Estamos em fevereiro. O ano ainda está começando. Aulas ja à vista. O carnaval agita as ruas, praças e salões, até o dia 16 deste mês, a chamada terça-feira “gorda”. Já no dia seguinte, Quarta-Feira de CINZAS, - dia de jejum e de abstinência -, começa a Quaresma, 40 dias de recolhimento, meditação e oração, com a realização da Campanha da Fraternidade.

Estas práticas são muito difíceis para o ser humano moderno: pragmático, agitado, individualista e resistente a tudo o que exige esforço. Além disso, a propaganda e os meios de comunicação oferecem informações e propostas que ocupam as mentes, suscitam interesses e necessidades, reais ou  artificiais.

Entretanto, se prestarmos atenção a tudo o que envolve o ser humano (de ontem, de hoje e de sempre), notamos como é fundamental a dimensão “interior” e “espiritual”.  A religião (ou religiões) é fenômeno universal, presente em todo o mundo. Mais ainda, toda a pessoa necessita de um cuidado interior à sua personalidade: o cultivo de sua interioridade. E o relacionamento com Deus é algo imprescindível.

Esta introdução nos ajuda a aprofundar o sentido da Quaresma, como um retiro da Igreja para entender o mistério da presença de Deus em toda a História da Salvação e, sobretudo, na vida e missão de Jesus Cristo, o Filho de Deus e o Filho do Homem. Ele entrou por dentro da realidade humana e nos conduziu a penetrar o Mistério do Amor Divino. Somos amados por Deus!

Somos chamados a penetrar este Mistério. De modo especial, a Igreja, seguidora de Jesus, neste tempo da Quaresma dedica estes 40 dias de “retiro” para aprofundar e viver os grandes mistérios cristológicos de sua Paixão, Morte e Ressurreição. “A memória desses eventos não pode ser improvisada; por isso a liturgia quaresmal , muito rica e significativa, objetiva a renovação interior do povo de Deus, para que ele possa colher e saborear os frutos da Páscoa. Mas isso só ocorrerá se, no cronograma da Quaresma, houver espaço para a conversão, para a penitência, para a oração e para a vivência da caridade” (D. Geraldo Majella Agnelo, in Liturgia Diária, fev. de 2010).

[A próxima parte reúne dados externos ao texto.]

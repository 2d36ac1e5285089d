//! Predicates over members and named entities.

use crate::model::{HasModifiers, HasName, HasOwner, JavaClass, JavaField, JavaMethod, Modifier};
use crate::predicate::DescribedPredicate;

/// Name equals `expected`; described as `name 'expected'`.
#[must_use]
pub fn name<T: HasName + 'static>(expected: &str) -> DescribedPredicate<T> {
    let expected = expected.to_string();
    DescribedPredicate::new(format!("name '{expected}'"), move |e: &T| {
        e.name() == expected
    })
}

/// Name starts with `prefix`.
#[must_use]
pub fn name_starting_with<T: HasName + 'static>(prefix: &str) -> DescribedPredicate<T> {
    let prefix = prefix.to_string();
    DescribedPredicate::new(format!("name starting with '{prefix}'"), move |e: &T| {
        e.name().starts_with(&prefix)
    })
}

/// Declares the modifier; described as `modifier PUBLIC`.
#[must_use]
pub fn modifier<T: HasModifiers + 'static>(modifier: Modifier) -> DescribedPredicate<T> {
    DescribedPredicate::new(format!("modifier {modifier}"), move |e: &T| {
        e.has_modifier(modifier)
    })
}

/// Static members; described as `static`.
#[must_use]
pub fn static_member<T: HasModifiers + 'static>() -> DescribedPredicate<T> {
    modifier(Modifier::Static).described_as("static")
}

/// Declared in a class matching `predicate`.
#[must_use]
pub fn declared_in<T: HasOwner + 'static>(
    predicate: DescribedPredicate<JavaClass>,
) -> DescribedPredicate<T> {
    let description = format!("declared in {}", predicate.description());
    DescribedPredicate::new(description, move |e: &T| predicate.test(&e.owner()))
}

/// [`declared_in`], described as `declared in class that <predicate>`.
#[must_use]
pub fn declared_in_class_that<T: HasOwner + 'static>(
    predicate: DescribedPredicate<JavaClass>,
) -> DescribedPredicate<T> {
    let description = format!("declared in class that {}", predicate.description());
    declared_in(predicate).described_as(description)
}

/// Declared in exactly the named class.
#[must_use]
pub fn declared_in_class(type_name: &str) -> DescribedPredicate<JavaMethod> {
    let type_name = type_name.to_string();
    DescribedPredicate::new(format!("declared in {type_name}"), move |m: &JavaMethod| {
        m.owner().name() == type_name
    })
}

/// Fields whose erased type is exactly `type_name`.
#[must_use]
pub fn have_raw_type(type_name: &str) -> DescribedPredicate<JavaField> {
    let type_name = type_name.to_string();
    DescribedPredicate::new(format!("have raw type {type_name}"), move |f: &JavaField| {
        f.raw_type().name() == type_name
    })
}

/// Fields whose erased type satisfies `predicate`.
#[must_use]
pub fn raw_type(predicate: DescribedPredicate<JavaClass>) -> DescribedPredicate<JavaField> {
    let description = format!("raw type {}", predicate.description());
    DescribedPredicate::new(description, move |f: &JavaField| predicate.test(&f.raw_type()))
}

/// Methods whose erased return type satisfies `predicate`.
#[must_use]
pub fn raw_return_type(predicate: DescribedPredicate<JavaClass>) -> DescribedPredicate<JavaMethod> {
    let description = format!("raw return type {}", predicate.description());
    DescribedPredicate::new(description, move |m: &JavaMethod| {
        predicate.test(&m.return_type())
    })
}

/// Code units whose erased parameter list is exactly `types`.
#[must_use]
pub fn have_raw_parameter_types<I, S>(types: I) -> DescribedPredicate<JavaMethod>
where
    I: IntoIterator<Item = S>,
    S: Into<String>,
{
    let types: Vec<String> = types.into_iter().map(Into::into).collect();
    DescribedPredicate::new(
        format!("have raw parameter types [{}]", types.join(", ")),
        move |m: &JavaMethod| m.parameter_type_names() == types,
    )
}

/// JavaBeans getters; described as `getter`.
///
/// A getter is non-static, takes no parameters and is either
/// - `getX`: at least four characters, the fourth not lowercase, or
/// - `isX`: at least three characters, the third not lowercase, and not
///   returning `boolean` / `java.lang.Boolean`.
///
/// Case uses Unicode lowercase classification; characters without case
/// (digits, `_`, `$`) count as not lowercase.
#[must_use]
pub fn a_getter() -> DescribedPredicate<JavaMethod> {
    DescribedPredicate::new("getter", is_getter)
}

fn is_getter(method: &JavaMethod) -> bool {
    if method.has_modifier(Modifier::Static) || !method.parameter_type_names().is_empty() {
        return false;
    }
    let name = method.name();
    if let Some(rest) = name.strip_prefix("get") {
        return rest.chars().next().is_some_and(|c| !c.is_lowercase());
    }
    if let Some(rest) = name.strip_prefix("is") {
        let return_type = method.return_type();
        if matches!(return_type.name(), "boolean" | "java.lang.Boolean") {
            return false;
        }
        return rest.chars().next().is_some_and(|c| !c.is_lowercase());
    }
    false
}

#[cfg(test)]
mod tests {
    use super::*;
    use crate::model::{ClassDto, ClassGraph, FieldDto, MethodDto, ModelDocument};

    fn method(dto: MethodDto) -> JavaMethod {
        let graph = ClassGraph::from_document(
            ModelDocument::new().with_class(ClassDto::new("p.A").with_method(dto)),
        )
        .unwrap();
        graph.get("p.A").unwrap().methods().remove(0)
    }

    #[test]
    fn getter_detection() {
        let getter = a_getter();
        assert!(getter.test(&method(MethodDto::new("getThing").returning("p.Thing"))));
        assert!(!getter.test(&method(MethodDto::new("get"))));
        assert!(!getter.test(&method(MethodDto::new("getter"))));
        assert!(!getter.test(&method(MethodDto::new("isDeprecated").returning("boolean"))));
        assert!(!getter.test(&method(
            MethodDto::new("isDeprecated").returning("java.lang.Boolean")
        )));
        assert!(getter.test(&method(MethodDto::new("isEnabled").returning("p.Flag"))));
        assert!(!getter.test(&method(MethodDto::new("is").returning("p.Flag"))));
        assert!(!getter.test(&method(MethodDto::new("isolate").returning("p.Flag"))));
        assert!(!getter.test(&method(
            MethodDto::new("getThing").with_parameters(["int"])
        )));
        assert!(!getter.test(&method(
            MethodDto::new("getThing").with_modifiers([Modifier::Public, Modifier::Static])
        )));
        assert!(!getter.test(&method(MethodDto::new("thing"))));
        assert_eq!(getter.description(), "getter");
    }

    #[test]
    fn getter_case_rule_is_unicode_aware() {
        let getter = a_getter();
        assert!(getter.test(&method(MethodDto::new("getÉtat"))));
        assert!(!getter.test(&method(MethodDto::new("getétat"))));
        assert!(getter.test(&method(MethodDto::new("get_value"))));
        assert!(getter.test(&method(MethodDto::new("get2"))));
    }

    #[test]
    fn raw_types() {
        let graph = ClassGraph::from_document(
            ModelDocument::new().with_class(
                ClassDto::new("p.A")
                    .with_field(FieldDto::new("value", "java.util.Optional"))
                    .with_method(MethodDto::new("set").with_parameters(["java.util.Optional"])),
            ),
        )
        .unwrap();
        let class = graph.get("p.A").unwrap();
        assert!(have_raw_type("java.util.Optional").test(&class.fields()[0]));
        assert!(have_raw_parameter_types(["java.util.Optional"]).test(&class.methods()[0]));
        assert!(!have_raw_parameter_types(Vec::<String>::new()).test(&class.methods()[0]));
        assert!(name::<JavaMethod>("set").test(&class.methods()[0]));
        assert!(modifier::<JavaField>(Modifier::Private).test(&class.fields()[0]));
        assert_eq!(
            modifier::<JavaField>(Modifier::Private).description(),
            "modifier PRIVATE"
        );
    }

    #[test]
    fn owner_predicates() {
        let set = method(MethodDto::new("set"));
        let in_a = declared_in_class_that::<JavaMethod>(crate::predicates::class::simple_name("A"));
        assert!(in_a.test(&set));
        assert_eq!(in_a.description(), "declared in class that simple name 'A'");
        assert!(!declared_in_class("p.B").test(&set));
    }
}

Uma ilustração deste “retiro” nós a temos no exemplo de Jesus que, ao iniciar sua missão, após seu batismo, “pleno do Espírito Santo voltou do Jordão; era conduzido pelo Espírito através do deserto durante quarenta dias, e tentado pelo diabo” (Lc 4,1-12). E a tentação foi tríplice: “Se és  Filho de Deus” a) - transforma esta pedra em pão; b) - toma posse de todos os reinos da terra, e c) - atira-te do pináculo do Templo. Mas Jesus não buscou benefício próprio e sua resposta foi decidida: “Não tentarás ao Senhor, teu Deus”! Este é  o caminho para Deus: conversão, penitência, oração e prática da caridade.

A prática da caridade nos é apresentada na CAMPANHA DA FRATERNIDADE, que, neste ano, tem como tema: “Economia e Vida”, e como  lema: “Vocês não podem servir a Deus e ao Dinheiro”. 

Seu objetivo geral é: “Colaborar na promoção de uma economia a serviço da vida, fundamentada no ideal da cultura e da paz, a partir do esforço conjunto das Igrejas Cristãs e de pessoas de boa vontade, para que todos contribuam na construção do bem comum em vista de uma sociedade sem exclusão” (Texto base, introd.).

A economia hoje é levada a obedecer à lógica do mercado: coloca a seu serviço a vida e o trabalho (muitas vezes escravo) das pessoas; um desenvolvimento desequilibrado; os recursos do meio-ambiente, como a água e o clima que prejudicam o Planeta.

Contra a tentação do lucro, é necessário considerar a dignidade da vida humana, sabendo que a vida de cada um está ligada à vida de todos. O planeta Terra é a casa de todos. É preciso urgentemente olhar para o desafio da pobreza.  O número de pobres está aumentado cada vez mais.

No “retiro” eclesial da Quaresma e da CF é necessário se perguntar como viver hoje a mensagem da Boa Nova de Jesus. As comunidades cristãs devem deixar-se interpelar pelas palavras de Jesus: “Não acumuleis para vós tesouros na terra, onde as traças e os vermes arruínam tudo, onde os ladrões arrombam as paredes para roubar. Mas acumulai para vós tesouros no céu” (Mt 6, 19-20a). Toda a vida de Jesus foi um testemunho de simplicidade no uso dos bens matérias, de solidariedade com os pobres, de distribuição gratuita dos dons de Deus.

Entremos com força e coragem neste “retiro”! Busquemos viver o amor e a solidariedade. Descubramos a alegria de amar a Jesus Cristo em nossos irmãos e irmãs mais necessitados e pobres!